The study examined almost 150 leading organisations across nine APAC nations to identify the countries and top ranking organisations based in Australia, Japan, India, Hong Kong, Singapore, Korea, Taiwan, Thailand, and Indonesia. 

Business news

The big talk around town on Monday was that energy company AGL has rejected a $8 million takeover bid by billionaire Mike Cannon-Brookes and giant Canadian based fund manager Brookfield. Australia’s biggest energy company rejected the buyout bid that was conditional on AGL meeting net zero emissions by 2030, and could have closed its Latrobe Valley coal power station 15 years ahead of the 2045 target. 

AGL said the bid: “materially undervalues the company on a change of control basis, and is not in the best interests of AGL stakeholders.” Prime Minister Scott Morrison threatened to stop the bid on energy security grounds. 

Director of the Monash Energy Institute Professor Ariel Liebman said: “This was a game changing offer.”

“The offer to AGL shareholders seemed very generous and I imagine many shareholders would be very tempted. I find it hard to believe they will get much better offers than that for the legacy fossil generation portfolio in the future.”

The bid – successful or not – is already a triumph for the renewable energy cause and climate action.  The message is it’s now only a matter of time before coal is declared not finite but useless. 

The Cannon-Brookes news came just a week after another highly interesting announcement – that Australian climate change advisory firm Pollination had secured a $70 million investment (about 12 per cent of the firm) from ANZ Banking Group. Pollination aims to be “the world’s largest dedicated natural capital asset manager, committing to raising $6 billion over a series of funds”. 

The deal gives the bank access to a wave of global green financing opportunities.

“They were the first bank to do sustainability loans, and we’ve been doing a lot of really interesting things around rainforest bonds and working with many governments and corporates in terms of their transition to net zero,” says Pollination co-founder Martijn Wilder. “This entire decarbonisation shift is now really accelerating, as you’ve seen over the last 12 months.” 

Speaking of pollinating, Australian Honey Ventures (AHV) got a sweet injection of funding with the start-up’s crowdfunding campaign securing $1 million on Birchal in the space of 30 minutes.

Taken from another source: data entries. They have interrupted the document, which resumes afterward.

//! services/api/src/bin/api.rs

use api_lib::{
    adapters::{DbAdapter, ResolverDomainAdapter, StaticCatalog},
    config::Config,
    error::ApiError,
    web::{self, rest::ApiDoc, AppState},
};
use axum::Router;
use kuberstack_core::ports::SessionStore;
use std::sync::Arc;
use tokio::signal;
use tokio_util::sync::CancellationToken;
use tracing::{error, info, warn};
use tracing_subscriber::{layer::SubscriberExt, util::SubscriberInitExt};
use utoipa::OpenApi;
use utoipa_swagger_ui::SwaggerUi;

#[tokio::main]
async fn main() -> Result<(), ApiError> {
    // --- 1. Load Configuration & Set Up Logging ---
    let config = Arc::new(Config::from_env()?);
    tracing_subscriber::registry()
        .with(tracing_subscriber::EnvFilter::new(config.log_level.to_string()))
        .with(tracing_subscriber::fmt::layer())
        .init();
    info!("Configuration loaded. Starting server...");

    // --- 2. Open the Session Store & Run Migrations ---
    info!(url = %config.database_url, "Opening session store...");
    let store = Arc::new(DbAdapter::connect(&config.database_url, config.auth_expire).await?);
    info!("Running database migrations...");
    store.run_migrations().await?;
    info!("Database migrations complete.");

    // --- 3. Build the Shared AppState ---
    let app_state = Arc::new(AppState::new(
        config.clone(),
        store.clone(),
        Arc::new(StaticCatalog::new()),
        Arc::new(ResolverDomainAdapter::new(config.known_domains.clone())),
    ));

    let interrupted = app_state.installer.reconcile_interrupted().await?;
    if interrupted > 0 {
        warn!(interrupted, "Installations interrupted by the last shutdown were marked failed");
    }

    // --- 4. Start the Cleanup Loop ---
    let cancel = CancellationToken::new();
    let cleanup = app_state
        .auth
        .spawn_cleanup_loop(config.cleanup_interval, cancel.clone());

    // --- 5. Create the Web Router ---
    let app = Router::new()
        .merge(web::router(app_state.clone()))
        .merge(SwaggerUi::new("/swagger-ui").url("/api-docs/openapi.json", ApiDoc::openapi()));

    // --- 6. Serve Until Shutdown ---
    info!("Starting server on {}", config.bind_address);
    info!(
        "Swagger UI available at http://{}/swagger-ui",
        config.bind_address
    );
    let listener = tokio::net::TcpListener::bind(config.bind_address).await?;
    let served = axum::serve(listener, app)
        .with_graceful_shutdown(shutdown_signal())
        .await;

    // --- 7. Stop Background Work, Then Close the Store ---
    cancel.cancel();
    if let Err(e) = cleanup.await {
        error!(error = %e, "Cleanup loop ended abnormally");
    }
    store.close().await;
    info!("Session store closed. Bye.");

    served?;
    Ok(())
}

async fn shutdown_signal() {
    let ctrl_c = async {
        if let Err(e) = signal::ctrl_c().await {
            error!(error = %e, "Failed to listen for Ctrl+C");
            std::future::pending::<()>().await;
        }
    };

    #[cfg(unix)]
    let terminate = async {
        match signal::unix::signal(signal::unix::SignalKind::terminate()) {
            Ok(mut sigterm) => {
                sigterm.recv().await;
            }
            Err(e) => {
                error!(error = %e, "Failed to listen for SIGTERM");
                std::future::pending::<()>().await;
            }
        }
    };

    #[cfg(not(unix))]
    let terminate = std::future::pending::<()>();

    tokio::select! {
        _ = ctrl_c => info!("Received Ctrl+C, starting shutdown..."),
        _ = terminate => info!("Received SIGTERM, starting shutdown..."),
    }
}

The West Australian fair pay honey business has now raised over $1.38 million to date from over 480 investors since the crowdfunding campaign went live yesterday.

Including its first crowdfunding raise in July 2021, AHV has raised over $2.1 million in eight months, enabling the scale of operations for AHV’s Real Good Honey brand, secured two landmark export deals to Kuwait in the UAE heavyweight retailers late last year.

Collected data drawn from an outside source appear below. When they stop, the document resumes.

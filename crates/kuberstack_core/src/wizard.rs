//! crates/kuberstack_core/src/wizard.rs
//!
//! The prerequisite chain of the wizard. Every transition here is pure; the
//! session store runs them inside its atomic `update`.

use std::fmt;

use crate::domain::{
    ClusterSpec, Credentials, InstallPhase, InstallTarget, NodesSpec, ProductId, WizardState,
};
use crate::ports::{PortError, PortResult};

/// The ordered steps of the wizard.
#[derive(Debug, Clone, Copy, PartialEq, Eq, PartialOrd, Ord)]
pub enum WizardStep {
    Credentials,
    Cluster,
    Nodes,
    Software,
    Install,
}

impl WizardStep {
    const CHAIN: [WizardStep; 5] = [
        WizardStep::Credentials,
        WizardStep::Cluster,
        WizardStep::Nodes,
        WizardStep::Software,
        WizardStep::Install,
    ];
}

impl fmt::Display for WizardStep {
    fn fmt(&self, f: &mut fmt::Formatter<'_>) -> fmt::Result {
        let name = match self {
            WizardStep::Credentials => "credentials",
            WizardStep::Cluster => "cluster",
            WizardStep::Nodes => "nodes",
            WizardStep::Software => "software",
            WizardStep::Install => "install",
        };
        f.write_str(name)
    }
}

impl WizardState {
    fn is_recorded(&self, step: WizardStep) -> bool {
        match step {
            WizardStep::Credentials => self.credentials.is_some(),
            WizardStep::Cluster => self.cluster.is_some(),
            WizardStep::Nodes => self.nodes.is_some(),
            WizardStep::Software => self.software.is_some(),
            WizardStep::Install => self.install.is_some(),
        }
    }

    /// Ensures every step before `next` has been recorded. The error names the
    /// first missing one.
    pub fn require_before(&self, next: WizardStep) -> PortResult<()> {
        match WizardStep::CHAIN
            .iter()
            .take_while(|step| **step < next)
            .find(|step| !self.is_recorded(**step))
        {
            Some(missing) => Err(PortError::PreconditionFailed(format!(
                "the {} step must be completed before {}",
                missing, next
            ))),
            None => Ok(()),
        }
    }

    pub fn install_phase(&self) -> InstallPhase {
        self.install
            .as_ref()
            .map(|run| run.phase)
            .unwrap_or(InstallPhase::Idle)
    }

    /// Recorded steps are frozen while the cluster they describe is being
    /// provisioned or exists.
    fn ensure_editable(&self) -> PortResult<()> {
        match self.install_phase() {
            InstallPhase::Running => Err(PortError::Conflict(
                "installation is running; wizard steps cannot change".to_string(),
            )),
            InstallPhase::Succeeded => Err(PortError::Conflict(
                "cluster is installed; vanish it before changing wizard steps".to_string(),
            )),
            _ => Ok(()),
        }
    }

    pub fn record_credentials(&mut self, credentials: Credentials) -> PortResult<()> {
        self.ensure_editable()?;
        self.credentials = Some(credentials);
        Ok(())
    }

    pub fn record_cluster(&mut self, cluster: ClusterSpec) -> PortResult<()> {
        self.ensure_editable()?;
        self.require_before(WizardStep::Cluster)?;
        self.cluster = Some(cluster);
        Ok(())
    }

    pub fn record_nodes(&mut self, nodes: NodesSpec) -> PortResult<()> {
        self.ensure_editable()?;
        self.require_before(WizardStep::Nodes)?;
        self.nodes = Some(nodes);
        Ok(())
    }

    pub fn record_software(&mut self, products: Vec<ProductId>) -> PortResult<()> {
        self.ensure_editable()?;
        self.require_before(WizardStep::Software)?;
        self.software = Some(products);
        Ok(())
    }

    pub fn ensure_installable(&self) -> PortResult<()> {
        self.require_before(WizardStep::Install)
    }

    /// The cluster identity an install started now would create.
    pub fn install_target(&self) -> PortResult<InstallTarget> {
        self.ensure_installable()?;
        match (&self.credentials, &self.cluster) {
            (Some(credentials), Some(cluster)) => Ok(InstallTarget {
                cluster: cluster.clone(),
                region: credentials.region.clone(),
            }),
            _ => Err(PortError::PreconditionFailed(
                "wizard state is incomplete".to_string(),
            )),
        }
    }

    /// A copy of this state pinned to `target`'s cluster and region. Everything
    /// else, including rotated keys, is taken as currently recorded.
    pub fn aimed_at(&self, target: &InstallTarget) -> WizardState {
        let mut state = self.clone();
        state.cluster = Some(target.cluster.clone());
        if let Some(credentials) = state.credentials.as_mut() {
            credentials.region = target.region.clone();
        }
        state
    }
}

#[cfg(test)]
mod tests {
    use super::*;
    use crate::domain::{InstallRun, NodeGroup};
    use chrono::Utc;

    fn credentials() -> Credentials {
        Credentials {
            access_key: "AKIA".into(),
            secret_key: "secret".into(),
            region: "us-east-1".into(),
            ssh_public_key: "ssh-rsa AAAA".into(),
        }
    }

    fn nodes() -> NodesSpec {
        NodesSpec {
            master: NodeGroup {
                instances: 1,
                zones: vec!["us-east-1a".into()],
                instance_type: None,
            },
            workers: NodeGroup {
                instances: 2,
                zones: vec!["us-east-1a".into(), "us-east-1b".into()],
                instance_type: None,
            },
        }
    }

    fn complete_state() -> WizardState {
        let mut state = WizardState::default();
        state.record_credentials(credentials()).unwrap();
        state
            .record_cluster(ClusterSpec::new("example.com", "demo", 1))
            .unwrap();
        state.record_nodes(nodes()).unwrap();
        state.record_software(vec![5]).unwrap();
        state
    }

    #[test]
    fn cluster_requires_credentials() {
        let mut state = WizardState::default();
        let err = state
            .record_cluster(ClusterSpec::new("example.com", "demo", 1))
            .unwrap_err();
        match err {
            PortError::PreconditionFailed(msg) => assert!(msg.contains("credentials")),
            other => panic!("unexpected error: {other:?}"),
        }
        assert!(state.cluster.is_none());
    }

    #[test]
    fn software_names_first_missing_step() {
        let mut state = WizardState::default();
        state.record_credentials(credentials()).unwrap();
        let err = state.record_software(vec![5]).unwrap_err();
        match err {
            PortError::PreconditionFailed(msg) => {
                assert!(msg.contains("cluster"), "message was {msg}");
                assert!(msg.ends_with("software"));
            }
            other => panic!("unexpected error: {other:?}"),
        }
    }

    #[test]
    fn install_requires_software() {
        let mut state = complete_state();
        assert!(state.ensure_installable().is_ok());

        state.software = None;
        assert!(matches!(
            state.ensure_installable(),
            Err(PortError::PreconditionFailed(_))
        ));
    }

    #[test]
    fn credentials_are_overwritable() {
        let mut state = complete_state();
        let mut other = credentials();
        other.region = "eu-west-1".into();
        state.record_credentials(other.clone()).unwrap();
        assert_eq!(state.credentials, Some(other));
    }

    #[test]
    fn steps_are_frozen_while_running_or_installed() {
        let mut state = complete_state();
        let target = state.install_target().unwrap();
        state.install = Some(InstallRun::started("token", target, Utc::now()));
        assert!(matches!(
            state.record_nodes(nodes()),
            Err(PortError::Conflict(_))
        ));

        state.install.as_mut().unwrap().phase = InstallPhase::Succeeded;
        assert!(matches!(
            state.record_credentials(credentials()),
            Err(PortError::Conflict(_))
        ));

        state.install.as_mut().unwrap().phase = InstallPhase::Failed;
        assert!(state.record_software(vec![1, 2]).is_ok());
    }

    #[test]
    fn failed_run_keeps_its_target_after_edits() {
        let mut state = complete_state();
        let target = state.install_target().unwrap();
        let mut run = InstallRun::started("token", target.clone(), Utc::now());
        run.phase = InstallPhase::Failed;
        state.install = Some(run);

        let mut moved = credentials();
        moved.region = "eu-west-1".into();
        moved.access_key = "AKIA-ROTATED".into();
        state.record_credentials(moved).unwrap();
        state
            .record_cluster(ClusterSpec::new("example.org", "other", 2))
            .unwrap();

        let aimed = state.aimed_at(&target);
        assert_eq!(aimed.cluster.as_ref(), Some(&target.cluster));
        let creds = aimed.credentials.unwrap();
        assert_eq!(creds.region, "us-east-1");
        assert_eq!(creds.access_key, "AKIA-ROTATED");
        assert_eq!(state.install_target().unwrap().cluster.name, "other");
    }

    #[test]
    fn install_target_requires_complete_wizard() {
        let mut state = complete_state();
        assert_eq!(state.install_target().unwrap().region, "us-east-1");
        state.nodes = None;
        assert!(matches!(
            state.install_target(),
            Err(PortError::PreconditionFailed(_))
        ));
    }

    #[test]
    fn install_phase_defaults_to_idle() {
        assert_eq!(WizardState::default().install_phase(), InstallPhase::Idle);
    }
}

Read: Australian medicinal honey start-up creates a buzz in the Middle East

And Aussie e-bike company Zoomo announced it has secured $US20 million led by US venture capital fund Collaborative Fund and consisting of SG Fleet, Akuna Capital, MUFG Innovation Partners and WIND Ventures.

Predictions for the year ahead:

Marketing, business development and PR firm Lindy Johnson recently released a research paper predicting “stacks and stacks” of work in 2022, despite supply chain issues, labour market challenges and ongoing disruption caused by the pandemic.

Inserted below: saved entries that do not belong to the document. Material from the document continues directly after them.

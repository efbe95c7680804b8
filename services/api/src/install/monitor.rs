//! Supervision of one running provisioning subprocess.
//!
//! The monitor task owns the child. It folds progress reports into the run's
//! snapshot, enforces the deadline and records the terminal phase both in the
//! snapshot and in the session store.

use chrono::Utc;
use kuberstack_core::domain::{short_token, InstallPhase, InstallRun, InstallStatus};
use kuberstack_core::ports::{PortError, PortResult, SessionStore};
use std::collections::{HashMap, VecDeque};
use std::process::ExitStatus;
use std::sync::atomic::{AtomicBool, Ordering};
use std::sync::{Arc, Mutex, MutexGuard};
use std::time::Duration;
use tokio::io::{AsyncBufReadExt, AsyncRead, BufReader};
use tokio::process::{Child, ChildStdout};
use tokio::sync::watch;
use tracing::{debug, error, info, warn};

use super::progress::parse_progress;

/// Lines of stderr kept for diagnostics.
const STDERR_TAIL_LINES: usize = 20;
/// How long to wait for stderr to drain once the child is gone.
const STDERR_DRAIN_TIMEOUT: Duration = Duration::from_secs(5);

//=========================================================================================
// Live Run Registry Entry
//=========================================================================================

/// The in-memory view of a session's latest run. Readers copy the snapshot;
/// only the monitor (or a teardown) replaces it.
pub struct RunSlot {
    snapshot: watch::Sender<InstallRun>,
    tearing_down: AtomicBool,
}

impl RunSlot {
    pub fn new(run: InstallRun) -> Self {
        let (snapshot, _) = watch::channel(run);
        Self {
            snapshot,
            tearing_down: AtomicBool::new(false),
        }
    }

    pub fn run(&self) -> InstallRun {
        self.snapshot.borrow().clone()
    }

    pub fn status(&self) -> InstallStatus {
        self.snapshot.borrow().status()
    }

    pub fn phase(&self) -> InstallPhase {
        self.snapshot.borrow().phase
    }

    pub fn modify(&self, f: impl FnOnce(&mut InstallRun)) {
        self.snapshot.send_modify(f);
    }

    /// Returns false if a teardown is already in progress.
    pub fn try_begin_teardown(&self) -> bool {
        self.tearing_down
            .compare_exchange(false, true, Ordering::AcqRel, Ordering::Acquire)
            .is_ok()
    }

    pub fn end_teardown(&self) {
        self.tearing_down.store(false, Ordering::Release);
    }

    pub fn is_tearing_down(&self) -> bool {
        self.tearing_down.load(Ordering::Acquire)
    }
}

/// Slots of runs that still have a task attached, keyed by session token.
/// A slot leaves once its terminal state is in the session store.
#[derive(Default)]
pub struct RunRegistry {
    slots: Mutex<HashMap<String, Arc<RunSlot>>>,
}

impl RunRegistry {
    pub fn lock(&self) -> PortResult<MutexGuard<'_, HashMap<String, Arc<RunSlot>>>> {
        self.slots
            .lock()
            .map_err(|_| PortError::Unexpected("install registry lock poisoned".to_string()))
    }

    pub fn get(&self, token: &str) -> PortResult<Option<Arc<RunSlot>>> {
        Ok(self.lock()?.get(token).cloned())
    }

    /// Drops `slot` if it is still the registered one and no teardown holds it.
    pub fn release(&self, token: &str, slot: &Arc<RunSlot>) -> PortResult<()> {
        let mut slots = self.lock()?;
        if slots
            .get(token)
            .is_some_and(|current| Arc::ptr_eq(current, slot) && !current.is_tearing_down())
        {
            slots.remove(token);
        }
        Ok(())
    }
}

//=========================================================================================
// Failure Reporting
//=========================================================================================

/// A failed tool run. `summary` is safe to return to the caller; `diagnostics`
/// is kept on the run for operators.
#[derive(Debug, Clone)]
pub struct ToolFailure {
    pub summary: String,
    pub diagnostics: String,
}

impl ToolFailure {
    pub fn new(summary: impl Into<String>, stderr_tail: &str) -> Self {
        let summary = summary.into();
        let diagnostics = if stderr_tail.trim().is_empty() {
            summary.clone()
        } else {
            format!("{}\n{}", summary, stderr_tail.trim_end())
        };
        Self {
            summary,
            diagnostics,
        }
    }

    pub fn exited(status: ExitStatus, stderr_tail: &str) -> Self {
        let summary = match status.code() {
            Some(code) => format!("provisioning tool exited with code {}", code),
            None => "provisioning tool was terminated by a signal".to_string(),
        };
        Self::new(summary, stderr_tail)
    }

    pub fn timed_out(after: Duration, stderr_tail: &str) -> Self {
        Self::new(
            format!("provisioning tool timed out after {}s", after.as_secs()),
            stderr_tail,
        )
    }
}

/// Keeps the last `STDERR_TAIL_LINES` lines of `bytes`.
pub fn tail_lines(bytes: &[u8]) -> String {
    let text = String::from_utf8_lossy(bytes);
    let lines: Vec<&str> = text.lines().collect();
    let start = lines.len().saturating_sub(STDERR_TAIL_LINES);
    lines[start..].join("\n")
}

async fn collect_tail<R: AsyncRead + Unpin>(reader: R) -> String {
    let mut reader = BufReader::new(reader);
    let mut tail = VecDeque::with_capacity(STDERR_TAIL_LINES);
    let mut buf = Vec::new();
    loop {
        buf.clear();
        match reader.read_until(b'\n', &mut buf).await {
            Ok(0) => break,
            Ok(_) => {
                if tail.len() == STDERR_TAIL_LINES {
                    tail.pop_front();
                }
                tail.push_back(String::from_utf8_lossy(&buf).trim_end().to_string());
            }
            Err(e) => {
                debug!(error = %e, "Stopped reading tool stderr");
                break;
            }
        }
    }
    Vec::from(tail).join("\n")
}

/// Writes `run` into the session's wizard state. Returns false when the store
/// still holds an older run; a session that no longer exists counts as written.
pub async fn persist_run(store: &dyn SessionStore, token: &str, run: &InstallRun) -> bool {
    let result = store
        .update(token, &|state| {
            state.install = Some(run.clone());
            Ok(())
        })
        .await;
    match result {
        Ok(_) => true,
        Err(PortError::NotFound(_)) => {
            debug!(token = short_token(token), "Session gone before its run was persisted");
            true
        }
        Err(e) => {
            warn!(token = short_token(token), phase = %run.phase, error = %e, "Failed to persist install run");
            false
        }
    }
}

//=========================================================================================
// The Monitor
//=========================================================================================

pub struct Monitor {
    pub token: String,
    pub store: Arc<dyn SessionStore>,
    pub slot: Arc<RunSlot>,
    pub runs: Arc<RunRegistry>,
    pub timeout: Duration,
}

impl Monitor {
    /// Reads progress reports until stdout closes, then reaps the child.
    async fn follow(
        &self,
        stdout: Option<ChildStdout>,
        child: &mut Child,
    ) -> std::io::Result<ExitStatus> {
        if let Some(stdout) = stdout {
            let mut reader = BufReader::new(stdout);
            let mut buf = Vec::new();
            loop {
                buf.clear();
                if reader.read_until(b'\n', &mut buf).await? == 0 {
                    break;
                }
                let line = String::from_utf8_lossy(&buf);
                match parse_progress(&line) {
                    Some((completed, total)) => self.observe(completed, total).await,
                    None => debug!(line = %line.trim_end(), "Tool output"),
                }
            }
        }
        child.wait().await
    }

    async fn observe(&self, completed: u32, total: u32) {
        let changed = self.slot.snapshot.send_if_modified(|run| {
            let before = run.progress;
            run.progress.observe(completed, total);
            run.progress != before
        });
        if changed {
            let run = self.slot.run();
            debug!(token = short_token(&self.token), completed = run.progress.completed, total = run.progress.total, "Install progress");
            persist_run(self.store.as_ref(), &self.token, &run).await;
        }
    }

    async fn finish(&self, outcome: Result<(), ToolFailure>) {
        self.slot.modify(|run| {
            run.finished_at = Some(Utc::now());
            match &outcome {
                Ok(()) => {
                    run.phase = InstallPhase::Succeeded;
                    run.progress.finish();
                }
                Err(failure) => {
                    run.phase = InstallPhase::Failed;
                    run.diagnostics = Some(failure.diagnostics.clone());
                }
            }
        });
        let run = self.slot.run();
        match &outcome {
            Ok(()) => info!(token = short_token(&self.token), "Installation succeeded"),
            Err(failure) => error!(token = short_token(&self.token), reason = %failure.summary, "Installation failed"),
        }
        if persist_run(self.store.as_ref(), &self.token, &run).await {
            if let Err(e) = self.runs.release(&self.token, &self.slot) {
                error!(token = short_token(&self.token), error = %e, "Failed to release finished run");
            }
        }
    }
}

/// Drives `child` to completion or to the monitor's deadline. Runs on its own
/// task; the child is killed if this future is dropped.
pub async fn supervise(monitor: Monitor, mut child: Child) {
    let stdout = child.stdout.take();
    let stderr_task = child.stderr.take().map(|stderr| tokio::spawn(collect_tail(stderr)));

    let waited = tokio::time::timeout(monitor.timeout, monitor.follow(stdout, &mut child)).await;
    let timed_out = waited.is_err();
    if timed_out {
        if let Err(e) = child.kill().await {
            error!(token = short_token(&monitor.token), error = %e, "Failed to kill timed out provisioning tool");
        }
    }

    let stderr_tail = match stderr_task {
        Some(task) => match tokio::time::timeout(STDERR_DRAIN_TIMEOUT, task).await {
            Ok(Ok(tail)) => tail,
            Ok(Err(e)) => {
                warn!(error = %e, "Stderr reader task failed");
                String::new()
            }
            Err(_) => String::new(),
        },
        None => String::new(),
    };

    let outcome = match waited {
        Err(_) => Err(ToolFailure::timed_out(monitor.timeout, &stderr_tail)),
        Ok(Ok(status)) if status.success() => Ok(()),
        Ok(Ok(status)) => Err(ToolFailure::exited(status, &stderr_tail)),
        Ok(Err(e)) => Err(ToolFailure::new(
            format!("lost track of provisioning tool: {}", e),
            &stderr_tail,
        )),
    };
    monitor.finish(outcome).await;
}

#[cfg(test)]
mod tests {
    use super::*;
    use kuberstack_core::domain::{ClusterSpec, InstallTarget};

    #[test]
    fn tail_keeps_last_lines() {
        let text: String = (1..=30).map(|i| format!("line {}\n", i)).collect();
        let tail = tail_lines(text.as_bytes());
        assert!(tail.starts_with("line 11"));
        assert!(tail.ends_with("line 30"));
    }

    #[test]
    fn failure_diagnostics_include_stderr() {
        let failure = ToolFailure::timed_out(Duration::from_secs(5), "waiting for dns\n");
        assert_eq!(failure.summary, "provisioning tool timed out after 5s");
        assert_eq!(
            failure.diagnostics,
            "provisioning tool timed out after 5s\nwaiting for dns"
        );

        let quiet = ToolFailure::new("nothing to say", "  ");
        assert_eq!(quiet.diagnostics, "nothing to say");
    }

    fn started() -> InstallRun {
        InstallRun::started(
            "tok",
            InstallTarget {
                cluster: ClusterSpec::new("example.com", "demo", 1),
                region: "us-east-1".into(),
            },
            Utc::now(),
        )
    }

    #[test]
    fn teardown_flag_is_exclusive() {
        let slot = RunSlot::new(started());
        assert!(slot.try_begin_teardown());
        assert!(!slot.try_begin_teardown());
        assert!(slot.is_tearing_down());
        slot.end_teardown();
        assert!(slot.try_begin_teardown());
    }

    #[test]
    fn readers_see_replaced_snapshots() {
        let slot = RunSlot::new(started());
        let before = slot.run();
        slot.modify(|run| run.progress.observe(2, 4));
        assert_eq!(before.progress.completed, 0);
        assert_eq!(slot.run().progress.completed, 2);
        assert_eq!(slot.status().total, 4);
    }

    #[test]
    fn release_keeps_newer_and_tearing_down_slots() {
        let runs = RunRegistry::default();
        let old = Arc::new(RunSlot::new(started()));
        let current = Arc::new(RunSlot::new(started()));
        runs.lock().unwrap().insert("tok".into(), Arc::clone(&current));

        runs.release("tok", &old).unwrap();
        assert!(runs.get("tok").unwrap().is_some());

        assert!(current.try_begin_teardown());
        runs.release("tok", &current).unwrap();
        assert!(runs.get("tok").unwrap().is_some());

        current.end_teardown();
        runs.release("tok", &current).unwrap();
        assert!(runs.get("tok").unwrap().is_none());
    }
}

The firm, which works with architecture and design studios, reached out to architects, landscape architects and peak industry body leaders to get their predictions the year ahead.

Apparently retrofitting buildings to improve ventilation, and developing flexible work and education spaces and climate-adaptive architecture, is huge at the moment. 

The Reserve Bank of Australia governor Philip Lowe noted on 5 February that it costs 7.5 per cent more to build a new dwelling than it did 12 months ago. This is related to the pandemic supply chain pushing up the price of building materials.

To add to supply chain concerns are fears that a Russian invasion of Ukraine could force a rethink of the Reserve Bank of Australia’s outlook for interest rate hikes. Russia is the world’s third-largest oil producer. A potential invasion could push oil prices above $UA120 a barrel and lead to a global supply shock “al la the 1970s” Andrew Ticehurst, economist at Nomura Australia told The AFR. 

All this could hurt fragile consumer confidence and drive inflation higher. 

We know that in Sydney for example most Sydneysiders are concerned about the cost of living, and sometimes or always forgo essential goods and services because of the high cost of living, although they earn more than the national average.